The docents act as nonthreatening sources of information about the habitat, the seabirds, and the reasons behind the rules governing the conduct of humans and their dogs. Most of the time it boils down to connecting the dots so that people understand they are sharing a special place with a bird that needs to be left undisturbed to recover on its own.
At a training session earlier this month for new docents, Stroh emphasized, “We’re not on the beach as enforcers; we’re educators who are trying to minimize disturbance of the snowies. Hopefully, we can get people to care about the beach and the plovers.” The docents were given a tip sheet on how to act with recalcitrant visitors and the phone number of the UCSB campus police in case backup is needed.
(For readers interested in becoming snowy plover docents at the reserve, Stroh can be reached by email at stroh@lifesci.ucsb.edu. The next training session is on April 3 at 9 a.m. in the Cliff House on West Campus.)
Visitors usually stay calm when the rules are explained. Stroh’s 2008 report noted that during the first nine months of the year, which included the five-month breeding season, docent “interactions” with the public were mostly positive or neutral, seldom negative. It was not that smooth an experience in the beginning, recalled Ed Easton, one of the earliest docents who is still active.
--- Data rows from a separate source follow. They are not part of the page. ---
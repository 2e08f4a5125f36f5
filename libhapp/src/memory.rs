//! Enclave memory for the simulation backend
//
// SPDX-License-Identifier: MIT
// Copyright (C) 2022 VTT Technical Research Centre of Finland Ltd

use std::ffi::c_void;

use edge::snapshot::MemoryLayout;
use log::{debug, warn};
use nix::sys::mman::{mmap, munmap, MapFlags, ProtFlags};
use nix::unistd::{sysconf, SysconfVar};

use crate::Error;

const DEFAULT_PAGE_SIZE: usize = 4096;

/// Host page size in bytes
pub fn page_size() -> usize {
    match sysconf(SysconfVar::PAGE_SIZE) {
        Ok(Some(size)) if size > 0 => size as usize,
        _                          => DEFAULT_PAGE_SIZE,
    }
}

pub(crate) fn round_up(n: usize, align: usize) -> usize {
    (n + align - 1) & !(align - 1)
}

/// Anonymous private mapping holding one enclave image
#[derive(Debug)]
pub struct EnclaveMemory {
    base: usize,
    size: usize,
}

impl EnclaveMemory {

    /// Map enclave memory
    ///
    /// The mapping is placed at `hint` if that range is free; the kernel
    /// picks another address otherwise, so callers that need a fixed
    /// address must compare `base()` with the hint.
    ///
    /// # Inputs
    /// * 'hint' is the preferred base address
    /// * 'size' is the image size, rounded up to whole pages
    ///
    /// # Returns
    ///
    /// The mapping, or an error if the kernel refused it

    pub fn map(hint: Option<usize>, size: usize) -> Result<Self, Error> {
        if size == 0 {
            return Err(Error::InvalidArgument("zero-sized enclave".into()));
        }

        let size = round_up(size, page_size());
        let addr = hint.unwrap_or(0) as *mut c_void;
        let ptr = unsafe {
            mmap(addr,
                 size,
                 ProtFlags::PROT_READ | ProtFlags::PROT_WRITE,
                 MapFlags::MAP_PRIVATE | MapFlags::MAP_ANONYMOUS,
                 -1,
                 0)
        }.map_err(|errno| Error::posix(errno as i32, "mmap enclave memory"))?;

        let base = ptr as usize;
        if let Some(hint) = hint {
            if hint != base {
                debug!("enclave memory wanted at {:#x}, mapped at {:#x}", hint, base);
            }
        }

        Ok(Self{base: base, size: size})
    }

    pub fn base(&self) -> usize {
        self.base
    }

    pub fn size(&self) -> usize {
        self.size
    }

    /// Region layout of the image
    pub fn layout(&self) -> Result<MemoryLayout, Error> {
        MemoryLayout::partition(self.base, self.size, page_size())
    }
}

impl Drop for EnclaveMemory {
    fn drop(&mut self) {
        if let Err(errno) = unsafe { munmap(self.base as *mut c_void, self.size) } {
            warn!("munmap of enclave memory at {:#x} failed: {}", self.base, errno);
        }
    }
}

#[cfg(test)]
mod tests {
    use super::*;

    #[test]
    fn mapping_is_page_aligned_and_zeroed() {
        let page = page_size();
        let memory = EnclaveMemory::map(None, 8 * page + 1).unwrap();
        assert_eq!(memory.base() % page, 0);
        assert_eq!(memory.size(), 9 * page);

        let bytes = unsafe { std::slice::from_raw_parts(memory.base() as *const u8, memory.size()) };
        assert!(bytes.iter().all(|b| *b == 0));
    }

    #[test]
    fn freed_range_can_be_mapped_again() {
        let size = 16 * page_size();
        let first = EnclaveMemory::map(None, size).unwrap();
        let base = first.base();
        drop(first);

        let second = EnclaveMemory::map(Some(base), size).unwrap();
        assert_eq!(second.base(), base);
        assert_eq!(second.layout().unwrap().base(), base);
    }

    #[test]
    fn zero_size_is_rejected() {
        assert!(EnclaveMemory::map(None, 0).is_err());
    }
}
“Keeping my cool when really objectionable people said really nasty things to me” was one of the most difficult lessons he had to learn, said Easton. “It’s rare now, but it was more frequent in the early days.” Still, it probably helped prepare him for his current position on the Goleta City Council.
Increases in the plovers’ vital statistics testify to the effectiveness of the docents’ efforts to minimize disturbance, and of other measures undertaken, like employing a professional trapper to reduce skunk predation. Snowies’ nests went from one in 2001, with one chick fledged, to last year’s 65 nests, with a total of 61 chicks surviving to fledge. The key number is that of chicks that survived to fly away, and which hopefully will return to nest.
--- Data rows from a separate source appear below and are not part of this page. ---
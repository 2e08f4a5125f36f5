//! Simulation backend
//!
//! The trusted side runs in the host process. Its memory image is an
//! anonymous mapping, and entering the enclave is a function call into an
//! `EnclaveEntry` built by a user-supplied factory.
//
// SPDX-License-Identifier: MIT
// Copyright (C) 2022 VTT Technical Research Centre of Finland Ltd

use std::cell::Cell;
use std::sync::{Arc, Mutex};
use std::sync::atomic::{AtomicI32, Ordering};

use edge::ecall::EnclaveEntry;
use edge::message::{MessageReader, MessageWriter};
use edge::ocall::HostExit;
use edge::snapshot::MemoryLayout;
use log::debug;
use nix::unistd::getpid;

use crate::Error;
use crate::enclave::{cross, EnclaveClient, EnclaveLoader, ExecutionMode, LoadConfig};
use crate::memory::EnclaveMemory;

thread_local! {
    /* Base address of the enclave this thread is executing in, 0 if none */
    static ACTIVE_ENCLAVE: Cell<usize> = Cell::new(0);
}

/// What a factory gets to build the trusted side of one enclave
pub struct LoadContext {
    pub name:   String,
    /// Region layout of the mapped image
    pub layout: MemoryLayout,
    /// Host-call gateway for the trusted side
    pub host:   Arc<dyn HostExit>,
}

type EntryFactory = dyn Fn(&LoadContext) -> Result<Arc<dyn EnclaveEntry>, Error> + Send + Sync;

/// Loads simulated enclaves
pub struct SimLoader {
    factory: Box<EntryFactory>,
}

impl SimLoader {
    pub fn new<F>(factory: F) -> Self
        where F: Fn(&LoadContext) -> Result<Arc<dyn EnclaveEntry>, Error> + Send + Sync + 'static {
        Self{factory: Box::new(factory)}
    }
}

impl EnclaveLoader for SimLoader {
    fn load(&self, config: &LoadConfig, host: Arc<dyn HostExit>)
            -> Result<Arc<dyn EnclaveClient>, Error> {

        let (hint, size) = match config.fork_config {
            Some(fork) => (Some(fork.base_address), fork.enclave_size),
            None       => (config.base_address, config.enclave_size),
        };

        let memory = EnclaveMemory::map(hint, size)?;
        let context = LoadContext{name:   config.name.clone(),
                                  layout: memory.layout()?,
                                  host:   host};
        let entry = (self.factory)(&context)?;
        Ok(Arc::new(SimEnclaveClient::new(&config.name, config.mode, memory, entry)))
    }
}

/// Client of a simulated enclave
pub struct SimEnclaveClient {
    name:   String,
    mode:   ExecutionMode,
    base:   usize,
    size:   usize,
    memory: Mutex<Option<EnclaveMemory>>,
    entry:  Arc<dyn EnclaveEntry>,
    /* Process allowed to enter */
    owner:  AtomicI32,
}

impl SimEnclaveClient {

    pub fn new(name: &str,
               mode: ExecutionMode,
               memory: EnclaveMemory,
               entry: Arc<dyn EnclaveEntry>)
               -> Self {
        Self{name:   name.to_string(),
             mode:   mode,
             base:   memory.base(),
             size:   memory.size(),
             memory: Mutex::new(Some(memory)),
             entry:  entry,
             owner:  AtomicI32::new(getpid().as_raw())}
    }

    fn is_released(&self) -> bool {
        match self.memory.lock() {
            Ok(memory) => memory.is_none(),
            Err(_)     => true,
        }
    }
}

impl EnclaveClient for SimEnclaveClient {

    fn name(&self) -> &str {
        &self.name
    }

    fn base_address(&self) -> usize {
        self.base
    }

    fn enclave_size(&self) -> usize {
        self.size
    }

    fn execution_mode(&self) -> ExecutionMode {
        self.mode
    }

    fn is_execution_active(&self) -> bool {
        ACTIVE_ENCLAVE.with(|active| active.get() == self.base)
    }

    fn set_process_id(&self) {
        self.owner.store(getpid().as_raw(), Ordering::SeqCst);
    }

    fn release(&self) -> Result<(), Error> {
        let mut memory = self.memory.lock()
                                    .map_err(|_| Error::Internal("enclave memory lock".into()))?;
        if memory.take().is_some() {
            debug!("enclave {} released", self.name);
        }
        Ok(())
    }

    fn enter(&self, selector: u64, input: &MessageWriter) -> Result<MessageReader, Error> {
        if self.is_released() {
            return Err(Error::FailedPrecondition(format!("enclave {} is released", self.name)));
        }
        if self.owner.load(Ordering::SeqCst) != getpid().as_raw() {
            return Err(Error::FailedPrecondition(
                format!("enclave {} entered from a foreign process", self.name)));
        }

        let previous = ACTIVE_ENCLAVE.with(|active| active.replace(self.base));
        let result = cross(&*self.entry, selector, input);
        ACTIVE_ENCLAVE.with(|active| active.set(previous));
        result
    }
}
Though 2009’s was the highest total of fledglings counted, nature has taken its toll. Skunks were very active predators of the hatchlings in 2007 and 2008. In 2009 the reserve’s trapper reported killing 24 striped skunks and eight raccoons during the plovers’ breeding season.
Lethal controls distress Sandoval, a biologist who likes skunks and knows they are a natural part of the ecosystem. But, she explained, due to wildlife health concerns, federal rules do not allow relocation of the animals.